§ **Try it**: Keep only the lines of the material below that contain the word "proptest". Copy those lines.
Content starts
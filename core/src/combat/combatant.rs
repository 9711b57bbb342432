use log::debug;
use serde::{Deserialize, Serialize};
use std::fmt;
use uuid::Uuid;

use super::condition::{Condition, ConditionTarget};
use crate::creature::{CrXpTable, Creature};

/// Classification data for a monster or NPC.
#[derive(Debug, Clone, PartialEq, Serialize, Deserialize)]
pub struct MonsterStats {
    pub cr: String,
    pub cr_value: f32,
    #[serde(rename = "type", default)]
    pub creature_type: String,
    #[serde(default)]
    pub environment: Vec<String>,
    pub xp: u32,
}

/// Player characters carry a level, everything else carries monster stats.
#[derive(Debug, Clone, PartialEq, Serialize, Deserialize)]
#[serde(tag = "kind", rename_all = "snake_case")]
pub enum CombatantKind {
    Player { level: u8 },
    Monster(MonsterStats),
}

/// Coarse health bucket shown next to a combatant.
#[derive(Debug, Clone, Copy, PartialEq, Eq, Serialize, Deserialize)]
pub enum HpStatus {
    Healthy,
    Wounded,
    Bloodied,
    Critical,
    Unconscious,
}

impl HpStatus {
    /// `>= 75%` healthy, `>= 50%` wounded, `>= 25%` bloodied, above zero
    /// critical.
    pub fn from_hp(hp: u32, max_hp: u32) -> Self {
        let (hp, max_hp) = (u64::from(hp), u64::from(max_hp));
        if hp == 0 {
            HpStatus::Unconscious
        } else if hp * 4 >= max_hp * 3 {
            HpStatus::Healthy
        } else if hp * 2 >= max_hp {
            HpStatus::Wounded
        } else if hp * 4 >= max_hp {
            HpStatus::Bloodied
        } else {
            HpStatus::Critical
        }
    }
}

impl fmt::Display for HpStatus {
    fn fmt(&self, f: &mut fmt::Formatter<'_>) -> fmt::Result {
        write!(f, "{:?}", self)
    }
}

#[derive(Debug, Clone, PartialEq, Serialize, Deserialize)]
pub struct Combatant {
    #[serde(default = "Uuid::new_v4")]
    pub id: Uuid,
    /// Distinguishes several combatants sharing a name; 0 when unique.
    #[serde(default)]
    pub ordinal: u32,
    pub name: String,
    pub hp: u32,
    pub max_hp: u32,
    #[serde(default)]
    pub temp_hp: u32,
    pub ac: i32,
    #[serde(default)]
    pub initiative: i32,
    /// Overrides the derived initiative modifier when set.
    #[serde(default)]
    pub initiative_modifier: Option<i32>,
    /// Carried for a future dexterity tiebreak; sorting ignores it.
    #[serde(default)]
    pub tiebreaker: Option<i32>,
    #[serde(default)]
    pub conditions: Vec<Condition>,
    pub kind: CombatantKind,
}

impl Combatant {
    pub fn new(name: &str, kind: CombatantKind, max_hp: u32, ac: i32) -> Self {
        Self {
            id: Uuid::new_v4(),
            ordinal: 0,
            name: name.to_string(),
            hp: max_hp,
            max_hp,
            temp_hp: 0,
            ac,
            initiative: 0,
            initiative_modifier: None,
            tiebreaker: None,
            conditions: Vec::new(),
            kind,
        }
    }

    pub fn player(name: &str, level: u8, max_hp: u32, ac: i32) -> Self {
        Self::new(name, CombatantKind::Player { level }, max_hp, ac)
    }

    pub fn monster(name: &str, stats: MonsterStats, max_hp: u32, ac: i32) -> Self {
        Self::new(name, CombatantKind::Monster(stats), max_hp, ac)
    }

    /// Converts a builder creature into a fresh combatant: new id, zero
    /// initiative, no conditions, full hit points.
    pub fn from_creature(creature: &Creature, table: &CrXpTable) -> Self {
        let stats = MonsterStats {
            cr: creature.cr.clone(),
            cr_value: creature.cr_value(),
            creature_type: creature.creature_type.clone(),
            environment: creature.environment.clone(),
            xp: creature.resolved_xp(table),
        };
        Self::monster(&creature.name, stats, creature.hp, creature.ac)
    }

    pub fn is_pc(&self) -> bool {
        matches!(self.kind, CombatantKind::Player { .. })
    }

    pub fn level(&self) -> Option<u8> {
        match self.kind {
            CombatantKind::Player { level } => Some(level),
            CombatantKind::Monster(_) => None,
        }
    }

    pub fn monster_stats(&self) -> Option<&MonsterStats> {
        match &self.kind {
            CombatantKind::Monster(stats) => Some(stats),
            CombatantKind::Player { .. } => None,
        }
    }

    /// Experience value; player characters are worth nothing.
    pub fn xp(&self) -> u32 {
        self.monster_stats().map_or(0, |stats| stats.xp)
    }

    pub fn display_name(&self) -> String {
        if self.ordinal != 0 {
            format!("{} ({})", self.name, self.ordinal)
        } else {
            self.name.clone()
        }
    }

    /// Temporary hit points soak damage first.
    pub fn damage(&mut self, amount: u32) {
        let absorbed = self.temp_hp.min(amount);
        self.temp_hp -= absorbed;
        self.hp = self.hp.saturating_sub(amount - absorbed);
        debug!(
            "{} took {} damage ({} absorbed), now {}/{}",
            self.display_name(),
            amount,
            absorbed,
            self.hp,
            self.max_hp
        );
    }

    pub fn heal(&mut self, amount: u32) {
        self.hp = self.hp.saturating_add(amount).min(self.max_hp);
    }

    pub fn set_hp(&mut self, hp: u32) {
        self.hp = hp.min(self.max_hp);
    }

    pub fn set_max_hp(&mut self, max_hp: u32) {
        self.max_hp = max_hp;
        self.hp = self.hp.min(max_hp);
    }

    pub fn set_temp_hp(&mut self, temp_hp: u32) {
        self.temp_hp = temp_hp;
    }

    /// Re-establishes `hp <= max_hp` on records that came from outside.
    pub fn normalize(&mut self) {
        self.hp = self.hp.min(self.max_hp);
    }

    pub fn add_condition(&mut self, condition: Condition) {
        self.conditions.push(condition);
    }

    /// Removes the condition at the given index or the first one with the
    /// given name.
    pub fn remove_condition(&mut self, target: &ConditionTarget) -> Option<Condition> {
        let index = match target {
            ConditionTarget::Index(index) => Some(*index).filter(|i| *i < self.conditions.len()),
            ConditionTarget::Name(name) => self.conditions.iter().position(|c| &c.name == name),
        }?;
        Some(self.conditions.remove(index))
    }

    pub fn tick_conditions(&mut self) {
        self.conditions.retain_mut(Condition::tick);
    }

    pub fn is_alive(&self) -> bool {
        self.hp > 0
    }

    pub fn hp_status(&self) -> HpStatus {
        HpStatus::from_hp(self.hp, self.max_hp)
    }

    /// Back to full health with no conditions and no initiative.
    pub fn reset(&mut self) {
        self.hp = self.max_hp;
        self.initiative = 0;
        self.conditions.clear();
    }
}

#[cfg(test)]
mod tests {
    use proptest::prelude::*;
    use rstest::rstest;

    use super::*;

    fn goblin() -> Combatant {
        let stats = MonsterStats {
            cr: "1/4".to_string(),
            cr_value: 0.25,
            creature_type: "humanoid".to_string(),
            environment: vec!["forest".to_string()],
            xp: 50,
        };
        Combatant::monster("Goblin", stats, 10, 15)
    }

    #[test]
    fn test_damage_consumes_temp_hp_first() {
        let mut c = goblin();
        c.temp_hp = 5;
        c.damage(8);
        assert_eq!(c.temp_hp, 0);
        assert_eq!(c.hp, 7);
    }

    #[test]
    fn test_damage_fully_absorbed() {
        let mut c = goblin();
        c.temp_hp = 5;
        c.damage(3);
        assert_eq!(c.temp_hp, 2);
        assert_eq!(c.hp, 10);
    }

    #[test]
    fn test_damage_floors_at_zero() {
        let mut c = goblin();
        c.damage(100);
        assert_eq!(c.hp, 0);
        assert!(!c.is_alive());
    }

    #[test]
    fn test_heal_is_capped() {
        let mut c = goblin();
        c.hp = 5;
        c.temp_hp = 3;
        c.heal(100);
        assert_eq!(c.hp, 10);
        assert_eq!(c.temp_hp, 3);
    }

    #[test]
    fn test_set_max_hp_reclamps_hp() {
        let mut c = goblin();
        c.set_max_hp(4);
        assert_eq!(c.hp, 4);
        c.set_hp(9);
        assert_eq!(c.hp, 4);
        c.set_max_hp(20);
        assert_eq!(c.hp, 4);
    }

    #[test]
    fn test_condition_round_trip_by_index() {
        let mut c = goblin();
        c.add_condition(Condition::new("Prone"));
        let before = c.conditions.clone();
        c.add_condition(Condition::with_duration("Poisoned", 2));
        let removed = c.remove_condition(&ConditionTarget::Index(1));
        assert_eq!(removed.map(|c| c.name), Some("Poisoned".to_string()));
        assert_eq!(c.conditions, before);
    }

    #[test]
    fn test_duplicate_conditions_are_kept() {
        let mut c = goblin();
        c.add_condition(Condition::new("Prone"));
        c.add_condition(Condition::new("Prone"));
        assert_eq!(c.conditions.len(), 2);
        c.remove_condition(&ConditionTarget::Name("Prone".to_string()));
        assert_eq!(c.conditions.len(), 1);
    }

    #[test]
    fn test_remove_missing_condition_is_noop() {
        let mut c = goblin();
        c.add_condition(Condition::new("Prone"));
        assert!(c.remove_condition(&ConditionTarget::Index(3)).is_none());
        assert!(c
            .remove_condition(&ConditionTarget::Name("Stunned".to_string()))
            .is_none());
        assert_eq!(c.conditions.len(), 1);
    }

    #[test]
    fn test_tick_conditions_drops_expired() {
        let mut c = goblin();
        c.add_condition(Condition::with_duration("Frightened", 1));
        c.add_condition(Condition::new("Prone"));
        c.add_condition(Condition::with_duration("Poisoned", 2));
        c.tick_conditions();
        let names: Vec<_> = c.conditions.iter().map(|c| c.name.as_str()).collect();
        assert_eq!(names, vec!["Prone", "Poisoned"]);
    }

    #[rstest]
    #[case(100, HpStatus::Healthy)]
    #[case(75, HpStatus::Healthy)]
    #[case(74, HpStatus::Wounded)]
    #[case(50, HpStatus::Wounded)]
    #[case(49, HpStatus::Bloodied)]
    #[case(25, HpStatus::Bloodied)]
    #[case(24, HpStatus::Critical)]
    #[case(1, HpStatus::Critical)]
    #[case(0, HpStatus::Unconscious)]
    fn test_hp_status_boundaries(#[case] hp: u32, #[case] expected: HpStatus) {
        assert_eq!(HpStatus::from_hp(hp, 100), expected);
    }

    #[test]
    fn test_xp_only_for_monsters() {
        assert_eq!(goblin().xp(), 50);
        assert_eq!(Combatant::player("Arthas", 3, 30, 18).xp(), 0);
        assert_eq!(Combatant::player("Arthas", 3, 30, 18).level(), Some(3));
    }

    #[test]
    fn test_from_creature() {
        let creature = Creature {
            name: "Ogre".to_string(),
            hp: 59,
            ac: 11,
            speed: Some("40 ft.".to_string()),
            creature_type: "giant".to_string(),
            cr: "2".to_string(),
            xp: None,
            environment: vec!["hill".to_string()],
            abilities: vec![],
        };
        let c = Combatant::from_creature(&creature, &CrXpTable::standard());
        assert_eq!(c.hp, 59);
        assert_eq!(c.max_hp, 59);
        assert_eq!(c.initiative, 0);
        assert!(c.conditions.is_empty());
        assert!(!c.is_pc());
        assert_eq!(c.xp(), 450);
        assert_eq!(c.monster_stats().map(|s| s.cr_value), Some(2.0));
    }

    proptest! {
        #[test]
        fn prop_hp_stays_in_bounds(
            max_hp in 0u32..500,
            temp in 0u32..100,
            ops in proptest::collection::vec((0u8..4, 0u32..600), 0..40),
        ) {
            let mut c = goblin();
            c.set_max_hp(max_hp);
            c.set_temp_hp(temp);
            for (op, amount) in ops {
                match op {
                    0 => c.damage(amount),
                    1 => c.heal(amount),
                    2 => c.set_hp(amount),
                    _ => c.set_max_hp(amount),
                }
                prop_assert!(c.hp <= c.max_hp);
            }
        }
    }
}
Content ends
§ **Solution to this exercise**:
    use proptest::prelude::*;
    proptest! {
            ops in proptest::collection::vec((0u8..4, 0u32..600), 0..40),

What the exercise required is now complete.